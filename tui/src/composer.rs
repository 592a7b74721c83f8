use crossterm::event::KeyCode;
use crossterm::event::KeyEvent;
use crossterm::event::KeyModifiers;
use unicode_width::UnicodeWidthStr;

/// Single-line question editor backing the input box at the bottom of the
/// screen. The cursor is a byte offset into `text` and always sits on a char
/// boundary.
#[derive(Debug, Default)]
pub struct Composer {
    text: String,
    cursor: usize,
}

impl Composer {
    pub fn new() -> Self {
        Self::default()
    }

    pub fn text(&self) -> &str {
        &self.text
    }

    pub fn is_empty(&self) -> bool {
        self.text.is_empty()
    }

    pub fn clear(&mut self) {
        self.text.clear();
        self.cursor = 0;
    }

    /// Display column of the cursor, for terminal cursor placement.
    pub fn cursor_col(&self) -> u16 {
        let col = UnicodeWidthStr::width(&self.text[..self.cursor]);
        col.min(u16::MAX as usize) as u16
    }

    /// Applies one key press. Returns true when the text changed, i.e. when
    /// the edit counts as a keystroke for the typing indicator.
    pub fn handle_key(&mut self, key: KeyEvent) -> bool {
        match key.code {
            KeyCode::Char(c) => {
                if key.modifiers.contains(KeyModifiers::CONTROL)
                    || key.modifiers.contains(KeyModifiers::ALT)
                {
                    return false;
                }
                self.insert(c);
                true
            }
            KeyCode::Backspace => self.backspace(),
            KeyCode::Delete => self.delete(),
            KeyCode::Left => {
                self.move_left();
                false
            }
            KeyCode::Right => {
                self.move_right();
                false
            }
            KeyCode::Home => {
                self.cursor = 0;
                false
            }
            KeyCode::End => {
                self.cursor = self.text.len();
                false
            }
            _ => false,
        }
    }

    fn insert(&mut self, c: char) {
        self.text.insert(self.cursor, c);
        self.cursor += c.len_utf8();
    }

    fn backspace(&mut self) -> bool {
        let Some(prev) = self.text[..self.cursor].chars().next_back() else {
            return false;
        };
        self.cursor -= prev.len_utf8();
        self.text.remove(self.cursor);
        true
    }

    fn delete(&mut self) -> bool {
        if self.cursor >= self.text.len() {
            return false;
        }
        self.text.remove(self.cursor);
        true
    }

    fn move_left(&mut self) {
        if let Some(prev) = self.text[..self.cursor].chars().next_back() {
            self.cursor -= prev.len_utf8();
        }
    }

    fn move_right(&mut self) {
        if let Some(next) = self.text[self.cursor..].chars().next() {
            self.cursor += next.len_utf8();
        }
    }
}

#[cfg(test)]
mod tests {
    #![allow(clippy::unwrap_used)]

    use super::*;
    use pretty_assertions::assert_eq;

    fn press(composer: &mut Composer, code: KeyCode) -> bool {
        composer.handle_key(KeyEvent::new(code, KeyModifiers::NONE))
    }

    fn type_str(composer: &mut Composer, s: &str) {
        for c in s.chars() {
            assert!(press(composer, KeyCode::Char(c)));
        }
    }

    #[test]
    fn typing_inserts_at_the_cursor() {
        let mut composer = Composer::new();
        type_str(&mut composer, "herld");
        press(&mut composer, KeyCode::Left);
        press(&mut composer, KeyCode::Left);
        press(&mut composer, KeyCode::Left);
        type_str(&mut composer, "llo wo");
        assert_eq!(composer.text(), "hello world");
    }

    #[test]
    fn backspace_and_delete_respect_char_boundaries() {
        let mut composer = Composer::new();
        type_str(&mut composer, "héllo");
        press(&mut composer, KeyCode::Home);
        press(&mut composer, KeyCode::Right);
        press(&mut composer, KeyCode::Right);
        assert!(press(&mut composer, KeyCode::Backspace));
        assert_eq!(composer.text(), "hllo");
        assert!(press(&mut composer, KeyCode::Delete));
        assert_eq!(composer.text(), "hlo");
    }

    #[test]
    fn backspace_on_empty_input_is_not_a_keystroke() {
        let mut composer = Composer::new();
        assert!(!press(&mut composer, KeyCode::Backspace));
        assert!(!press(&mut composer, KeyCode::Delete));
    }

    #[test]
    fn cursor_movement_is_not_a_keystroke() {
        let mut composer = Composer::new();
        type_str(&mut composer, "ab");
        assert!(!press(&mut composer, KeyCode::Left));
        assert!(!press(&mut composer, KeyCode::Right));
        assert!(!press(&mut composer, KeyCode::Home));
        assert!(!press(&mut composer, KeyCode::End));
        assert_eq!(composer.text(), "ab");
    }

    #[test]
    fn control_chords_are_ignored() {
        let mut composer = Composer::new();
        let changed =
            composer.handle_key(KeyEvent::new(KeyCode::Char('c'), KeyModifiers::CONTROL));
        assert!(!changed);
        assert_eq!(composer.text(), "");
    }

    #[test]
    fn cursor_col_counts_display_width() {
        let mut composer = Composer::new();
        type_str(&mut composer, "日本");
        assert_eq!(composer.cursor_col(), 4);
        press(&mut composer, KeyCode::Left);
        assert_eq!(composer.cursor_col(), 2);
    }

    #[test]
    fn clear_resets_text_and_cursor() {
        let mut composer = Composer::new();
        type_str(&mut composer, "draft");
        composer.clear();
        assert!(composer.is_empty());
        assert_eq!(composer.cursor_col(), 0);
        type_str(&mut composer, "x");
        assert_eq!(composer.text(), "x");
    }
}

## Task requirements
Which of the lines in the data hold the string "bool"? Report each of them by copying it.

## Result for this exercise
    pub fn is_empty(&self) -> bool {
    pub fn handle_key(&mut self, key: KeyEvent) -> bool {
    fn backspace(&mut self) -> bool {
    fn delete(&mut self) -> bool {
    fn press(composer: &mut Composer, code: KeyCode) -> bool {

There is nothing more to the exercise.